#### Your goal
Return, unaltered, every line from the beginning of the material below up to and including the one with "to create temp".

[Task input]

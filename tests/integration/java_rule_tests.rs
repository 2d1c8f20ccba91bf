//! Java rule tests
//!
//! Whole-pipeline checks on small Java projects written to a temp dir.

use checkreturnvalue::analysis::{Analyzer, Finding, IssueKind};
use checkreturnvalue::config::{Config, ProjectProperties, RuleProfile};
use checkreturnvalue::discovery::FileFinder;
use checkreturnvalue::index::IndexBuilder;
use std::path::Path;

const CHECK_RETURN_VALUE: &str = r#"
package com.google.errorprone.annotations;

public @interface CheckReturnValue {
}
"#;

/// Write files into a temp project and run the default analysis
fn analyze(files: &[(&str, &str)]) -> Vec<Finding> {
    analyze_with(&Config::default(), &ProjectProperties::default(), files)
}

fn analyze_with(config: &Config, properties: &ProjectProperties, files: &[(&str, &str)]) -> Vec<Finding> {
    let temp_dir = tempfile::tempdir().expect("Failed to create temp dir");
    for (name, content) in files {
        let path = temp_dir.path().join(name);
        if let Some(parent) = path.parent() {
            std::fs::create_dir_all(parent).expect("Failed to create parent directories");
        }
        std::fs::write(&path, content).expect("Failed to write file");
    }

    let sources = FileFinder::new(config)
        .find_files(temp_dir.path())
        .expect("Failed to discover files");
    let mut builder = IndexBuilder::new();
    for source in &sources {
        builder.process_file(source).expect("Failed to process file");
    }

    let findings = Analyzer::from_config(config, properties).analyze(&builder.build());
    findings
        .into_iter()
        .map(|mut finding| {
            let relative = finding
                .location
                .file
                .strip_prefix(temp_dir.path())
                .map(Path::to_path_buf)
                .unwrap_or_else(|_| finding.location.file.clone());
            finding.location.file = relative;
            finding
        })
        .collect()
}

fn ignored(findings: &[Finding]) -> Vec<(String, usize)> {
    findings
        .iter()
        .filter(|f| f.issue == IssueKind::IgnoredReturnValue)
        .map(|f| (f.message.clone(), f.location.line))
        .collect()
}

fn example(body: &str) -> String {
    format!(
        "package test.foo;\nimport com.google.errorprone.annotations.CheckReturnValue;\nclass Example {{\n{}\n}}\n",
        body
    )
}

// ============================================================================
// Statement positions
// ============================================================================

#[test]
fn test_basic_ignored_call() {
    let source = example(
        "  @CheckReturnValue\n  public int foo() {\n    return 2;\n  }\n  public void bar() {\n    foo();\n  }",
    );
    let findings = analyze(&[
        ("com/google/errorprone/annotations/CheckReturnValue.java", CHECK_RETURN_VALUE),
        ("test/foo/Example.java", &source),
    ]);

    assert_eq!(
        ignored(&findings),
        vec![("The result of 'foo' is not used".to_string(), 9)]
    );
    assert_eq!(
        findings[0].location.file,
        Path::new("test/foo/Example.java")
    );
}

#[test]
fn test_consumed_values_are_not_reported() {
    let source = example(
        r#"
  @CheckReturnValue
  public int foo() { return 2; }
  void take(int value) {}
  int assigned() { int x = foo(); return x; }
  int returned() { return foo(); }
  void argument() { take(foo()); }
  int field = foo();
  boolean condition() { if (foo() > 1) { return true; } return false; }
  java.util.function.IntSupplier supplier() { return () -> foo(); }"#,
    );
    let findings = analyze(&[("test/foo/Example.java", &source)]);

    assert!(ignored(&findings).is_empty(), "{:?}", ignored(&findings));
}

#[test]
fn test_discarded_in_nested_statements() {
    let source = example(
        r#"
  @CheckReturnValue
  public int foo() { return 2; }
  void loops(boolean flag) {
    if (flag) {
      foo();
    }
    for (int i = 0; i < 3; i++) foo();
    try {
      foo();
    } finally {
      int ok = foo();
    }
  }"#,
    );
    let findings = analyze(&[("test/foo/Example.java", &source)]);

    let lines: Vec<usize> = ignored(&findings).into_iter().map(|(_, line)| line).collect();
    // a braceless loop body counts as consumed by the loop
    assert_eq!(lines, vec![9, 13]);
}

#[test]
fn test_constructor_and_initializer_bodies() {
    let source = example(
        r#"
  @CheckReturnValue
  static int foo() { return 2; }
  static { foo(); }
  { foo(); }
  Example() { foo(); }"#,
    );
    let findings = analyze(&[("test/foo/Example.java", &source)]);

    assert_eq!(ignored(&findings).len(), 3);
}

#[test]
fn test_chained_calls() {
    let source = r#"
package test.foo;
import javax.annotation.CheckReturnValue;
class Builder {
  @CheckReturnValue
  Builder name(String name) { return this; }
  Builder size(int size) { return this; }
  void build() {
    name("a").size(1);
    size(1).name("b");
    Builder kept = size(2).name("c");
  }
}
"#;
    let findings = analyze(&[("test/foo/Builder.java", source)]);

    assert_eq!(
        ignored(&findings),
        vec![("The result of 'name' is not used".to_string(), 10)]
    );
}

// ============================================================================
// Scopes and exemptions
// ============================================================================

#[test]
fn test_suggested_alternative() {
    let source = example(
        "  @CheckReturnValue(suggest = \"#bar\")\n  public int foo() { return 2; }\n  public void run() { foo(); }",
    );
    let findings = analyze(&[("test/foo/Example.java", &source)]);

    assert_eq!(findings.len(), 1);
    assert_eq!(
        findings[0].message,
        "The result of 'foo' is not used; did you mean to call 'bar' instead?"
    );
    assert_eq!(findings[0].fix.as_deref(), Some("bar"));
}

#[test]
fn test_exemption_on_enclosing_class() {
    let source = r#"
package test.foo;
import com.google.errorprone.annotations.CanIgnoreReturnValue;
import com.google.errorprone.annotations.CheckReturnValue;
@CanIgnoreReturnValue
class Example {
  @CheckReturnValue
  public int foo() { return 2; }

  public void bar() {
    foo();
  }
}
"#;
    assert!(ignored(&analyze(&[("test/foo/Example.java", source)])).is_empty());
}

#[test]
fn test_exemption_on_calling_method() {
    let source = r#"
package test.foo;
import com.google.errorprone.annotations.CanIgnoreReturnValue;
import com.google.errorprone.annotations.CheckReturnValue;
class Example {
  @CheckReturnValue
  public int foo() { return 2; }

  @CanIgnoreReturnValue
  public int bar() {
    foo();
    return 1;
  }

  public void baz() {
    foo();
  }
}
"#;
    let findings = analyze(&[("test/foo/Example.java", source)]);
    let lines: Vec<usize> = ignored(&findings).into_iter().map(|(_, line)| line).collect();
    assert_eq!(lines, vec![16]);
}

#[test]
fn test_exemption_on_package() {
    let package_info = "@com.google.errorprone.annotations.CanIgnoreReturnValue\npackage test.lib;\n";
    let source = r#"
package test.lib;
import com.google.errorprone.annotations.CheckReturnValue;
class Example {
  @CheckReturnValue
  public int foo() { return 2; }

  public void bar() {
    foo();
  }
}
"#;
    let findings = analyze(&[
        ("test/lib/package-info.java", package_info),
        ("test/lib/Example.java", source),
    ]);
    assert!(ignored(&findings).is_empty());
}

#[test]
fn test_custom_exemption_annotation_by_simple_name() {
    let exemption = "package foo.bar;\npublic @interface CanIgnoreReturnValue {}\n";
    let source = r#"
package test;
import foo.bar.CanIgnoreReturnValue;
@io.reactivex.annotations.OptionalCheckReturnValue
public class TestCustomCanIgnoreReturnValueAnnotation {
  @CanIgnoreReturnValue
  public String ignored() {
    return null;
  }
  public String checked() {
    return null;
  }
  public void doIt() {
    ignored();
    checked();
  }
}
"#;
    let mut config = Config::default();
    config.profile = RuleProfile::Optional;
    let findings = analyze_with(
        &config,
        &ProjectProperties::default(),
        &[
            ("foo/bar/CanIgnoreReturnValue.java", exemption),
            ("test/TestCustomCanIgnoreReturnValueAnnotation.java", source),
        ],
    );

    assert_eq!(
        ignored(&findings),
        vec![("The result of 'checked' is not used".to_string(), 15)]
    );
}

#[test]
fn test_class_marker_with_exempt_method() {
    let api = r#"
package test.api;
import com.google.errorprone.annotations.CanIgnoreReturnValue;
import com.google.errorprone.annotations.CheckReturnValue;
@CheckReturnValue
public class Api {
  public static int required() { return 1; }
  @CanIgnoreReturnValue
  public static int optional() { return 2; }
}
"#;
    let caller = r#"
package test.app;
import test.api.Api;
class Caller {
  void run() {
    Api.required();
    Api.optional();
  }
}
"#;
    let findings = analyze(&[("test/api/Api.java", api), ("test/app/Caller.java", caller)]);

    assert_eq!(
        ignored(&findings),
        vec![("The result of 'required' is not used".to_string(), 6)]
    );
}

#[test]
fn test_marked_package() {
    let package_info = "@javax.annotation.CheckReturnValue\npackage test.pure;\n";
    let source = "package test.pure;\nclass Math {\n  static int twice(int x) { return x * 2; }\n  void run() {\n    twice(2);\n  }\n}\n";
    let findings = analyze(&[
        ("test/pure/package-info.java", package_info),
        ("test/pure/Math.java", source),
    ]);

    assert_eq!(
        ignored(&findings),
        vec![("The result of 'twice' is not used".to_string(), 5)]
    );
}

#[test]
fn test_unrelated_receiver_is_not_resolved() {
    let bag = r#"
package a;
import javax.annotation.CheckReturnValue;
public class Bag {
  @CheckReturnValue
  public boolean add(Object o) { return true; }
}
"#;
    let user = r#"package a;
import java.util.ArrayList;
class User { void run(Bag bag) { ArrayList<String> list = new ArrayList<>(); list.add("x");
    bag.add("y");
  }
}
"#;
    let findings = analyze(&[("a/Bag.java", bag), ("a/User.java", user)]);

    assert_eq!(
        ignored(&findings),
        vec![("The result of 'add' is not used".to_string(), 4)]
    );
}

// ============================================================================
// Configuration driven markers
// ============================================================================

#[test]
fn test_custom_annotation_from_properties() {
    let source = r#"
package test.foo;
import foo.bar.CustomAnnotation;
class Example {
  @CustomAnnotation
  public int foo() { return 2; }
  public void bar() {
    foo();
  }
}
"#;
    let properties =
        ProjectProperties::parse("configurableCheckReturnValue.customAnnotations=foo.bar.CustomAnnotation\n")
            .unwrap();
    let findings = analyze_with(
        &Config::default(),
        &properties,
        &[("test/foo/Example.java", source)],
    );
    assert_eq!(
        ignored(&findings),
        vec![("The result of 'foo' is not used".to_string(), 8)]
    );

    assert!(ignored(&analyze(&[("test/foo/Example.java", source)])).is_empty());
}

#[test]
fn test_excluded_annotation_from_properties() {
    let source = example("  @CheckReturnValue\n  public int foo() { return 2; }\n  public void bar() { foo(); }");
    let properties = ProjectProperties::parse(
        "configurableCheckReturnValue.excludeAnnotations=CheckReturnValue:com.google.errorprone.annotations.CheckReturnValue\n",
    )
    .unwrap();
    let findings = analyze_with(
        &Config::default(),
        &properties,
        &[("test/foo/Example.java", &source)],
    );
    assert!(ignored(&findings).is_empty());
}

#[test]
fn test_excluding_one_qualified_default() {
    let source = r#"
package test.foo;
import javax.annotation.CheckReturnValue;
class Example {
  @CheckReturnValue
  public int foo() { return 2; }
  @com.google.errorprone.annotations.CheckReturnValue
  public int bar() { return 3; }
  public void run() {
    foo();
    bar();
  }
}
"#;
    let properties = ProjectProperties::parse(
        "configurableCheckReturnValue.excludeAnnotations=javax.annotation.CheckReturnValue\n",
    )
    .unwrap();
    let findings = analyze_with(
        &Config::default(),
        &properties,
        &[("test/foo/Example.java", source)],
    );

    assert_eq!(
        ignored(&findings),
        vec![("The result of 'bar' is not used".to_string(), 11)]
    );
}

// ============================================================================
// Declaration validation
// ============================================================================

#[test]
fn test_misuse_findings() {
    let source = r#"
package test.foo;
import com.google.errorprone.annotations.CanIgnoreReturnValue;
import com.google.errorprone.annotations.CheckReturnValue;
class Example {
  @CheckReturnValue
  @CanIgnoreReturnValue
  public int both() { return 1; }

  @CheckReturnValue
  public void nothing() {}
}
"#;
    let findings = analyze(&[("test/foo/Example.java", source)]);
    let misuse: Vec<(IssueKind, &str)> = findings
        .iter()
        .filter(|f| f.issue != IssueKind::IgnoredReturnValue)
        .map(|f| (f.issue, f.message.as_str()))
        .collect();

    assert_eq!(
        misuse,
        vec![
            (
                IssueKind::ConflictingAnnotations,
                "@CheckReturnValue and @CanIgnoreReturnValue cannot both be applied to the same method"
            ),
            (
                IssueKind::AnnotationOnVoidMethod,
                "@CheckReturnValue may not be applied to void-returning methods"
            ),
        ]
    );
}
mod common;
mod java;
mod kotlin;

pub use common::{parse_annotation_text, ParsedUnit, Parser};
pub use java::JavaParser;
pub use kotlin::KotlinParser;
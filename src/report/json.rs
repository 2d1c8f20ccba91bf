use crate::analysis::{Finding, Severity};
use crate::config::RuleProfile;
use miette::{IntoDiagnostic, Result};
use serde::Serialize;

/// JSON reporter for programmatic output
pub struct JsonReporter {
    profile: RuleProfile,
}

impl JsonReporter {
    pub fn new(profile: RuleProfile) -> Self {
        Self { profile }
    }

    pub fn render(&self, findings: &[Finding]) -> Result<String> {
        let report = JsonReport::from_findings(self.profile, findings);
        serde_json::to_string_pretty(&report).into_diagnostic()
    }
}

#[derive(Serialize)]
struct JsonReport {
    version: &'static str,
    rule: &'static str,
    total_issues: usize,
    issues: Vec<JsonIssue>,
    summary: JsonSummary,
}

#[derive(Serialize)]
struct JsonIssue {
    code: &'static str,
    severity: &'static str,
    name: String,
    message: String,
    #[serde(skip_serializing_if = "Option::is_none")]
    fix: Option<String>,
    file: String,
    line: usize,
    column: usize,
}

#[derive(Serialize)]
struct JsonSummary {
    errors: usize,
    warnings: usize,
    infos: usize,
}

impl JsonReport {
    fn from_findings(profile: RuleProfile, findings: &[Finding]) -> Self {
        let mut summary = JsonSummary {
            errors: 0,
            warnings: 0,
            infos: 0,
        };

        let issues = findings
            .iter()
            .map(|finding| {
                match finding.severity {
                    Severity::Error => summary.errors += 1,
                    Severity::Warning => summary.warnings += 1,
                    Severity::Info => summary.infos += 1,
                }

                JsonIssue {
                    code: finding.issue.code(),
                    severity: finding.severity.as_str(),
                    name: finding.name.clone(),
                    message: finding.message.clone(),
                    fix: finding.fix.clone(),
                    file: finding.location.file.to_string_lossy().to_string(),
                    line: finding.location.line,
                    column: finding.location.column,
                }
            })
            .collect();

        Self {
            version: "1.0",
            rule: profile.rule_id(),
            total_issues: findings.len(),
            issues,
            summary,
        }
    }
}
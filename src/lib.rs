//! checkreturnvalue - Find ignored return values in Kotlin/Java projects
//!
//! Methods, classes or packages annotated with a marker such as
//! `@CheckReturnValue` declare that a call's result must be consumed. This
//! library finds call sites that throw such results away, using the shape of
//! the syntax tree alone.
//!
//! # Architecture
//!
//! The analysis pipeline consists of:
//! 1. **File Discovery** - Find all .kt, .kts and .java files
//! 2. **Parsing** - Parse source files with tree-sitter and lower them into a syntax arena
//! 3. **Indexing** - Collect declared classes, methods and their annotations
//! 4. **Resolution** - Match call sites to marked declarations
//! 5. **Usage Analysis** - Decide whether each call's value is consumed
//! 6. **Reporting** - Output results in various formats

pub mod analysis;
pub mod config;
pub mod discovery;
pub mod index;
pub mod parser;
pub mod report;
pub mod tree;

pub use analysis::{is_value_discarded, Analyzer, Finding, IssueKind, Severity};
pub use config::{Config, MarkerSet, ProjectProperties, RuleProfile};
pub use discovery::FileFinder;
pub use index::{IndexBuilder, ParallelIndexBuilder, ProjectIndex};
pub use report::{ReportFormat, Reporter};
pub use tree::{SyntaxArena, SyntaxTree};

[/Task input]

#### Written solution
filename tests/integration/java_rule_tests.rs
repository 2d1c8f20ccba91bf
//! Java rule tests
//!
//! Whole-pipeline checks on small Java projects written to a temp dir.

use checkreturnvalue::analysis::{Analyzer, Finding, IssueKind};
use checkreturnvalue::config::{Config, ProjectProperties, RuleProfile};
use checkreturnvalue::discovery::FileFinder;
use checkreturnvalue::index::IndexBuilder;
use std::path::Path;

const CHECK_RETURN_VALUE: &str = r#"
package com.google.errorprone.annotations;

public @interface CheckReturnValue {
}
"#;

/// Write files into a temp project and run the default analysis
fn analyze(files: &[(&str, &str)]) -> Vec<Finding> {
    analyze_with(&Config::default(), &ProjectProperties::default(), files)
}

fn analyze_with(config: &Config, properties: &ProjectProperties, files: &[(&str, &str)]) -> Vec<Finding> {
    let temp_dir = tempfile::tempdir().expect("Failed to create temp dir");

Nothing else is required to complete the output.